E, embora o Brasil ainda seja um país absurdamente misógino (de acordo com a ONU, a taxa de feminicídios do país é a quinta maior no mundo), é inegável que a luta incansável de milhões de brasileiras, ao longo de mais de um século, já obteve inúmeras conquistas rumo à tão sonhada (e ainda distante) igualdade material prevista no icônico artigo 5º da Constituição Cidadã.

Ilustrando as vitórias galgadas por movimentos feministas nos últimos cem anos, lembramos que o Código Civil de 1916 sequer concedia à mulher a capacidade plena, precisando ela ser assistida nos atos da vida civil ou ter seus atos ratificados pelo pai ou, quando casada, pelo marido.

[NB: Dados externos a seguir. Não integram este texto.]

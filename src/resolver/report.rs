use std::collections::HashSet;
use std::fmt::Write;

use crate::maven::coordinates::{Dependency, DependencyId, DEFAULT_TYPE, SCOPE};
use crate::resolver::Resolution;

const ICON_SUCCESS: &str = "✅";
const ICON_FAILURE: &str = "❌⛔️";
const ICON_UNKNOWN: &str = "❓";
const ICON_SEE_ABOVE: &str = "⤴︎";

#[derive(Debug, Clone, Copy, PartialEq, Eq)]
enum NodeStatus {
    Normal,
    NotResolved,
    AlreadyShown,
}

struct TreeNode {
    id: DependencyId,
    status: NodeStatus,
    /// scope and optionality as declared by the parent node's POM
    declaration: Option<Dependency>,
    children: Vec<TreeNode>,
}

impl Resolution {
    /// Renders the resolved graph as a tree, e.g.
    ///
    /// ```text
    /// ╤ org.foo:proj:1.0 ✅ from central
    /// │ ╘ com.bar:pr:2.0 ❌⛔️ tried central: POM not found
    /// ╞ org.foo:other:1.0 ✅ from central
    /// │ ╘ org.foo:proj:1.0 ⤴︎
    /// ╘ com.baz:missing:2.0 ❓
    /// ```
    ///
    /// `roots` are printed first (and marked missing if they are not part of the resolution), then
    ///  every entry not reached from them. Each coordinate is expanded once, later occurrences refer
    ///  back to it.
    pub fn pretty_print(&self, roots: Option<&[DependencyId]>) -> String {
        let mut remaining = self.iter().map(|r| r.id.clone()).collect::<HashSet<_>>();
        let mut trees = Vec::new();

        for root in roots.unwrap_or_default() {
            let mut node = self.lift(root, None, &mut remaining);
            if node.status == NodeStatus::AlreadyShown && !self.contains(root) {
                node.status = NodeStatus::NotResolved;
            }
            trees.push(node);
        }
        for resolved in self.iter() {
            if remaining.contains(&resolved.id) {
                trees.push(self.lift(&resolved.id, None, &mut remaining));
            }
        }

        let mut result = String::new();
        let count = trees.len();
        for (i, tree) in trees.iter().enumerate() {
            let marker = match i {
                0 if count == 1 => "═ ",
                0 => "╤ ",
                i if i + 1 == count => "╘ ",
                _ => "╞ ",
            };
            result.push_str(marker);
            let mut prefix = String::from(if i + 1 == count { "  " } else { "│ " });
            self.print_node(tree, &mut prefix, &mut result);
        }
        result
    }

    /// One line per coordinate that failed to resolve, with the reason every repository gave
    pub fn failure_report(&self) -> String {
        self.failures().iter()
            .map(|r| format!("{}: {}", r.id, r.log))
            .collect::<Vec<_>>()
            .join("\n")
    }

    fn lift(&self, id: &DependencyId, declaration: Option<&Dependency>, remaining: &mut HashSet<DependencyId>) -> TreeNode {
        if !remaining.remove(id) {
            return TreeNode {
                id: id.clone(),
                status: NodeStatus::AlreadyShown,
                declaration: declaration.cloned(),
                children: vec![],
            };
        }

        let children = match self.get(id) {
            Some(resolved) => resolved.dependencies.iter()
                .filter(|d| self.contains(&d.id))
                .map(|d| self.lift(&d.id, Some(d), remaining))
                .collect(),
            None => vec![],
        };
        TreeNode {
            id: id.clone(),
            status: NodeStatus::Normal,
            declaration: declaration.cloned(),
            children,
        }
    }

    fn print_node(&self, node: &TreeNode, prefix: &mut String, result: &mut String) {
        let label = self.label(node);
        result.push_str(&label.replace('\n', &format!("\n{}", prefix)));
        result.push('\n');

        let base = prefix.len();
        let count = node.children.len();
        for (i, child) in node.children.iter().enumerate() {
            prefix.truncate(base);
            result.push_str(prefix);
            if i + 1 == count {
                result.push_str("╘ ");
                prefix.push_str("  ");
            }
            else {
                result.push_str("╞ ");
                prefix.push_str("│ ");
            }
            self.print_node(child, prefix, result);
        }
        prefix.truncate(base);
    }

    fn label(&self, node: &TreeNode) -> String {
        let id = &node.id;
        let mut result = format!("{}:{}:{}", id.group, id.name, id.version);
        if let Some(classifier) = id.classifier() {
            let _ = write!(result, ":{}", classifier);
        }
        if id.packaging_type() != DEFAULT_TYPE {
            let _ = write!(result, ":{}", id.packaging_type());
        }

        if node.status == NodeStatus::AlreadyShown {
            let _ = write!(result, " {}", ICON_SEE_ABOVE);
            return result;
        }

        if let Some(declaration) = &node.declaration {
            if let Some(scope) = declaration.id.explicit_attribute(&SCOPE) {
                let _ = write!(result, " {}", scope);
            }
            if declaration.id.is_optional() {
                result.push_str(" optional");
            }
        }

        let resolved = match node.status {
            NodeStatus::NotResolved => None,
            _ => self.get(id),
        };
        match resolved {
            None => {
                let _ = write!(result, " {}", ICON_UNKNOWN);
            }
            Some(resolved) => {
                let _ = write!(result, " {}", if resolved.has_error { ICON_FAILURE } else { ICON_SUCCESS });
                if let Some(from) = &resolved.resolved_from {
                    let _ = write!(result, " from {}", from.name());
                }
                if !resolved.log.trim().is_empty() {
                    let _ = write!(result, " {}", resolved.log);
                }
            }
        }
        result
    }
}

Refém de um modelo de família patriarcal, hierarquizado e desigual, a mulher casada precisava da autorização do marido para viajar, receber herança, trabalhar fora de casa ou adquirir patrimônio, sendo que as decisões familiares ficavam todas a cargo do marido, o “chefe da sociedade conjugal” (artigo 233).

Com o advento do Código Eleitoral de 1932, contando com as pressões exercidas pelos movimentos feministas, as brasileiras conquistaram o direito ao voto – em 2016, segundo dados do Tribunal Superior Eleitoral, a participação feminina já era de quase 53% do total de 146.470.880 de eleitores no Brasil[ii].

Nesse ponto, ressalta-se a importância de figuras como Bertha Lutz, uma das organizadoras do movimento sufragista no Brasil, fundadora da Federação Brasileira pelo Progresso Feminino (FBPF) e defensora de bandeiras políticas que englobavam o direito feminino ao trabalho, o direito à licença maternidade e a equiparação de salários entre homens e mulheres.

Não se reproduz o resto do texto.